Data for review below:

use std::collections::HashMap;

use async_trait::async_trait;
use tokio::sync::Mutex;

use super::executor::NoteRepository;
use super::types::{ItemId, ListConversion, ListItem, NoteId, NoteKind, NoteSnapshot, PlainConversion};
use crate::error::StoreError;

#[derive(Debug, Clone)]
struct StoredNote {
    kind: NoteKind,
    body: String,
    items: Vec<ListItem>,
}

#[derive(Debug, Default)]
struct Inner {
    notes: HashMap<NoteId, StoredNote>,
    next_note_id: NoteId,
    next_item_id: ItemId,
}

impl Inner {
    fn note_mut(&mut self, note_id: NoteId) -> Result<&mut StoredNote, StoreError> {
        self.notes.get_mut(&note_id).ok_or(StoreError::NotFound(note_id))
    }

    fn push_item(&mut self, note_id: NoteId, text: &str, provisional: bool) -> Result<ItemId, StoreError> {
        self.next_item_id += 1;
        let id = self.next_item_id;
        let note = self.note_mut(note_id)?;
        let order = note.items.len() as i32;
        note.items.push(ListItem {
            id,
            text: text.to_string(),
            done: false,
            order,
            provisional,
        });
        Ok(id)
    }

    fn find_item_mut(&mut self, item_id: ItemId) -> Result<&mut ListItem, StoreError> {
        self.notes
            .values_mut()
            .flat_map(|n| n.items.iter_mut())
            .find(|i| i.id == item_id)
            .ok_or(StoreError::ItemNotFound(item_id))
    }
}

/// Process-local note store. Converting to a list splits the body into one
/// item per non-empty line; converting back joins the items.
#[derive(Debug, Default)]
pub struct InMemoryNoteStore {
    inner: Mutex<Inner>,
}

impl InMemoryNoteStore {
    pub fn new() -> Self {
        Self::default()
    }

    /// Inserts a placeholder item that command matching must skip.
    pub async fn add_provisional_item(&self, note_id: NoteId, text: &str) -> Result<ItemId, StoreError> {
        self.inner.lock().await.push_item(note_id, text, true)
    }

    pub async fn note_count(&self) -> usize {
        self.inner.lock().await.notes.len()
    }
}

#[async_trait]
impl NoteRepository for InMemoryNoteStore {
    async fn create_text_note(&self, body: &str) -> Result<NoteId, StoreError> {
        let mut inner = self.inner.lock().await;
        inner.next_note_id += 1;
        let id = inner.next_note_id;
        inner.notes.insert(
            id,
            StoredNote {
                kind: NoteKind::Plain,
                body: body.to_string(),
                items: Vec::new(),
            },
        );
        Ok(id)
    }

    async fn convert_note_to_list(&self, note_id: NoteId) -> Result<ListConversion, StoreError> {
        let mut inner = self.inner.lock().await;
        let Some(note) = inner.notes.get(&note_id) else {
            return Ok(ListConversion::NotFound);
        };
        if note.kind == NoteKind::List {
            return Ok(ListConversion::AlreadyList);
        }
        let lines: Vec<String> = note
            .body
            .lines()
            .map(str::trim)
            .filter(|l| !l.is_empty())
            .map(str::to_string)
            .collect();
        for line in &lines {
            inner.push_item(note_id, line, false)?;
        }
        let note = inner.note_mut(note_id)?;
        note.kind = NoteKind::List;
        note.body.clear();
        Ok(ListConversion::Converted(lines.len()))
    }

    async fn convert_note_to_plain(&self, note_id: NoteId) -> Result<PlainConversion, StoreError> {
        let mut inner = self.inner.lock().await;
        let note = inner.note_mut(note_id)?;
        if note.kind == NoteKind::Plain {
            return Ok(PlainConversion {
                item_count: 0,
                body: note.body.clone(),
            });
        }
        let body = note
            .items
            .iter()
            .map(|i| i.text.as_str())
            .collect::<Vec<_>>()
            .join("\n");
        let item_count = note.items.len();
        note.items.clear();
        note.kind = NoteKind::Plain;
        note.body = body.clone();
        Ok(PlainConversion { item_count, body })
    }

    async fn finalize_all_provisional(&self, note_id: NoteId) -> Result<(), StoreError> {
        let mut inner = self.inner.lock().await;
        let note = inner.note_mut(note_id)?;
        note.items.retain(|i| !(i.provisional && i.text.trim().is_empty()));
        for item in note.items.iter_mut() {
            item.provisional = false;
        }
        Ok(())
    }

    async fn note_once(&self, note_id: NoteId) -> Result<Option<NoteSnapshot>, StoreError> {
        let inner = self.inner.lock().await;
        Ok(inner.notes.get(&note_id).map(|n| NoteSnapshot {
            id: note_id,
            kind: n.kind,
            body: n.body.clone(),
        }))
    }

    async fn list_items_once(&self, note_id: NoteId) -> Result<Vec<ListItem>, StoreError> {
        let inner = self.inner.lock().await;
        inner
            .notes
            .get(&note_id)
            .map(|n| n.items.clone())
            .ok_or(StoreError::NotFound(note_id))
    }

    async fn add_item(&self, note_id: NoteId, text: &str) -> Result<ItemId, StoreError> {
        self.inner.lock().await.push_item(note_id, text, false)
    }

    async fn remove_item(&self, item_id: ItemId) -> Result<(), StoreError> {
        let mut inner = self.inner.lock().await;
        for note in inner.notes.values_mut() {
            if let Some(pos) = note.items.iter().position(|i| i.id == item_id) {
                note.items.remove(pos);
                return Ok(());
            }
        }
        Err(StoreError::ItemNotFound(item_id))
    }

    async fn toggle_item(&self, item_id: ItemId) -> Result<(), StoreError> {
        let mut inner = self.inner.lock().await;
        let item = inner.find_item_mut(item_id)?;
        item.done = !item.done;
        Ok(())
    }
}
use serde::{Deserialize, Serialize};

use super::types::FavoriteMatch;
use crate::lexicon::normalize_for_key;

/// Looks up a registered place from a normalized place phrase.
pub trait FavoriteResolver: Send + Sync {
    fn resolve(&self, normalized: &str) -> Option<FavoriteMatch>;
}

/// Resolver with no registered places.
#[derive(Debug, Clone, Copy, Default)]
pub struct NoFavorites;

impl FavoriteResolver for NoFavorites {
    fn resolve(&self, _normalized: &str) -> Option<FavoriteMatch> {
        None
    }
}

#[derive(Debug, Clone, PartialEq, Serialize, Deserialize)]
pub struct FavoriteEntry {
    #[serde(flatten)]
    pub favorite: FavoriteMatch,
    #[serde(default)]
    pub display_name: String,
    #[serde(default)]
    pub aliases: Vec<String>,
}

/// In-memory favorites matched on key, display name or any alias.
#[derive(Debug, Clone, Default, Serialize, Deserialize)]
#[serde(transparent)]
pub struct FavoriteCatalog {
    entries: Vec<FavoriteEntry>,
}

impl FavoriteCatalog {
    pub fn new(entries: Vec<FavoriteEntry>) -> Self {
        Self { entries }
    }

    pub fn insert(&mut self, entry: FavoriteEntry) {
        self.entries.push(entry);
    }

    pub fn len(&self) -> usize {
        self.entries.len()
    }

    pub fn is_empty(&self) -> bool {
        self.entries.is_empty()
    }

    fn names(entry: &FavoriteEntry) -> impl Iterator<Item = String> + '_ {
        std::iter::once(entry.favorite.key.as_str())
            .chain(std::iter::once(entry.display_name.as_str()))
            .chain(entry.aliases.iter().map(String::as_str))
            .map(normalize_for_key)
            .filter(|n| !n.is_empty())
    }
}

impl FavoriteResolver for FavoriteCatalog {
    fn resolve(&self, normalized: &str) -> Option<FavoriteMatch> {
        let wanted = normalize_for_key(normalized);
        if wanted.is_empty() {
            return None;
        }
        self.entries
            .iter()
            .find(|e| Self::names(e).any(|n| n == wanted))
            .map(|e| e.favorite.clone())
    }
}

End of Data for review.

Try it: Write out all of the entries above, exactly and in full.

Reply to the task:
use std::collections::HashMap;

use async_trait::async_trait;
use tokio::sync::Mutex;

use super::executor::NoteRepository;
use super::types::{ItemId, ListConversion, ListItem, NoteId, NoteKind, NoteSnapshot, PlainConversion};
use crate::error::StoreError;

#[derive(Debug, Clone)]
struct StoredNote {
    kind: NoteKind,
    body: String,
    items: Vec<ListItem>,
}

#[derive(Debug, Default)]
struct Inner {
    notes: HashMap<NoteId, StoredNote>,
    next_note_id: NoteId,
    next_item_id: ItemId,
}

impl Inner {
    fn note_mut(&mut self, note_id: NoteId) -> Result<&mut StoredNote, StoreError> {
        self.notes.get_mut(&note_id).ok_or(StoreError::NotFound(note_id))
    }

    fn push_item(&mut self, note_id: NoteId, text: &str, provisional: bool) -> Result<ItemId, StoreError> {
        self.next_item_id += 1;
        let id = self.next_item_id;
        let note = self.note_mut(note_id)?;
        let order = note.items.len() as i32;
        note.items.push(ListItem {
            id,
            text: text.to_string(),
            done: false,
            order,
            provisional,
        });
        Ok(id)
    }

    fn find_item_mut(&mut self, item_id: ItemId) -> Result<&mut ListItem, StoreError> {
        self.notes
            .values_mut()
            .flat_map(|n| n.items.iter_mut())
            .find(|i| i.id == item_id)
            .ok_or(StoreError::ItemNotFound(item_id))
    }
}

/// Process-local note store. Converting to a list splits the body into one
/// item per non-empty line; converting back joins the items.
#[derive(Debug, Default)]
pub struct InMemoryNoteStore {
    inner: Mutex<Inner>,
}

impl InMemoryNoteStore {
    pub fn new() -> Self {
        Self::default()
    }

    /// Inserts a placeholder item that command matching must skip.
    pub async fn add_provisional_item(&self, note_id: NoteId, text: &str) -> Result<ItemId, StoreError> {
        self.inner.lock().await.push_item(note_id, text, true)
    }

    pub async fn note_count(&self) -> usize {
        self.inner.lock().await.notes.len()
    }
}

#[async_trait]
impl NoteRepository for InMemoryNoteStore {
    async fn create_text_note(&self, body: &str) -> Result<NoteId, StoreError> {
        let mut inner = self.inner.lock().await;
        inner.next_note_id += 1;
        let id = inner.next_note_id;
        inner.notes.insert(
            id,
            StoredNote {
                kind: NoteKind::Plain,
                body: body.to_string(),
                items: Vec::new(),
            },
        );
        Ok(id)
    }

    async fn convert_note_to_list(&self, note_id: NoteId) -> Result<ListConversion, StoreError> {
        let mut inner = self.inner.lock().await;
        let Some(note) = inner.notes.get(&note_id) else {
            return Ok(ListConversion::NotFound);
        };
        if note.kind == NoteKind::List {
            return Ok(ListConversion::AlreadyList);
        }
        let lines: Vec<String> = note
            .body
            .lines()
            .map(str::trim)
            .filter(|l| !l.is_empty())
            .map(str::to_string)
            .collect();
        for line in &lines {
            inner.push_item(note_id, line, false)?;
        }
        let note = inner.note_mut(note_id)?;
        note.kind = NoteKind::List;
        note.body.clear();
        Ok(ListConversion::Converted(lines.len()))
    }

    async fn convert_note_to_plain(&self, note_id: NoteId) -> Result<PlainConversion, StoreError> {
        let mut inner = self.inner.lock().await;
        let note = inner.note_mut(note_id)?;
        if note.kind == NoteKind::Plain {
            return Ok(PlainConversion {
                item_count: 0,
                body: note.body.clone(),
            });
        }
        let body = note
            .items
            .iter()
            .map(|i| i.text.as_str())
            .collect::<Vec<_>>()
            .join("\n");
        let item_count = note.items.len();
        note.items.clear();
        note.kind = NoteKind::Plain;
        note.body = body.clone();
        Ok(PlainConversion { item_count, body })
    }

    async fn finalize_all_provisional(&self, note_id: NoteId) -> Result<(), StoreError> {
        let mut inner = self.inner.lock().await;
        let note = inner.note_mut(note_id)?;
        note.items.retain(|i| !(i.provisional && i.text.trim().is_empty()));
        for item in note.items.iter_mut() {
            item.provisional = false;
        }
        Ok(())
    }

    async fn note_once(&self, note_id: NoteId) -> Result<Option<NoteSnapshot>, StoreError> {
        let inner = self.inner.lock().await;
        Ok(inner.notes.get(&note_id).map(|n| NoteSnapshot {
            id: note_id,
            kind: n.kind,
            body: n.body.clone(),
        }))
    }

    async fn list_items_once(&self, note_id: NoteId) -> Result<Vec<ListItem>, StoreError> {
        let inner = self.inner.lock().await;
        inner
            .notes
            .get(&note_id)
            .map(|n| n.items.clone())
            .ok_or(StoreError::NotFound(note_id))
    }

    async fn add_item(&self, note_id: NoteId, text: &str) -> Result<ItemId, StoreError> {
        self.inner.lock().await.push_item(note_id, text, false)
    }

    async fn remove_item(&self, item_id: ItemId) -> Result<(), StoreError> {
        let mut inner = self.inner.lock().await;
        for note in inner.notes.values_mut() {
            if let Some(pos) = note.items.iter().position(|i| i.id == item_id) {
                note.items.remove(pos);
                return Ok(());
            }
        }
        Err(StoreError::ItemNotFound(item_id))
    }

    async fn toggle_item(&self, item_id: ItemId) -> Result<(), StoreError> {
        let mut inner = self.inner.lock().await;
        let item = inner.find_item_mut(item_id)?;
        item.done = !item.done;
        Ok(())
    }
}
use serde::{Deserialize, Serialize};

use super::types::FavoriteMatch;
use crate::lexicon::normalize_for_key;

/// Looks up a registered place from a normalized place phrase.
pub trait FavoriteResolver: Send + Sync {
    fn resolve(&self, normalized: &str) -> Option<FavoriteMatch>;
}

/// Resolver with no registered places.
#[derive(Debug, Clone, Copy, Default)]
pub struct NoFavorites;

impl FavoriteResolver for NoFavorites {
    fn resolve(&self, _normalized: &str) -> Option<FavoriteMatch> {
        None
    }
}

#[derive(Debug, Clone, PartialEq, Serialize, Deserialize)]
pub struct FavoriteEntry {
    #[serde(flatten)]
    pub favorite: FavoriteMatch,
    #[serde(default)]
    pub display_name: String,
    #[serde(default)]
    pub aliases: Vec<String>,
}

/// In-memory favorites matched on key, display name or any alias.
#[derive(Debug, Clone, Default, Serialize, Deserialize)]
#[serde(transparent)]
pub struct FavoriteCatalog {
    entries: Vec<FavoriteEntry>,
}

impl FavoriteCatalog {
    pub fn new(entries: Vec<FavoriteEntry>) -> Self {
        Self { entries }
    }

    pub fn insert(&mut self, entry: FavoriteEntry) {
        self.entries.push(entry);
    }

    pub fn len(&self) -> usize {
        self.entries.len()
    }

    pub fn is_empty(&self) -> bool {
        self.entries.is_empty()
    }

    fn names(entry: &FavoriteEntry) -> impl Iterator<Item = String> + '_ {
        std::iter::once(entry.favorite.key.as_str())
            .chain(std::iter::once(entry.display_name.as_str()))
            .chain(entry.aliases.iter().map(String::as_str))
            .map(normalize_for_key)
            .filter(|n| !n.is_empty())
    }
}

impl FavoriteResolver for FavoriteCatalog {
    fn resolve(&self, normalized: &str) -> Option<FavoriteMatch> {
        let wanted = normalize_for_key(normalized);
        if wanted.is_empty() {
            return None;
        }
        self.entries
            .iter()
            .find(|e| Self::names(e).any(|n| n == wanted))
            .map(|e| e.favorite.clone())
    }
}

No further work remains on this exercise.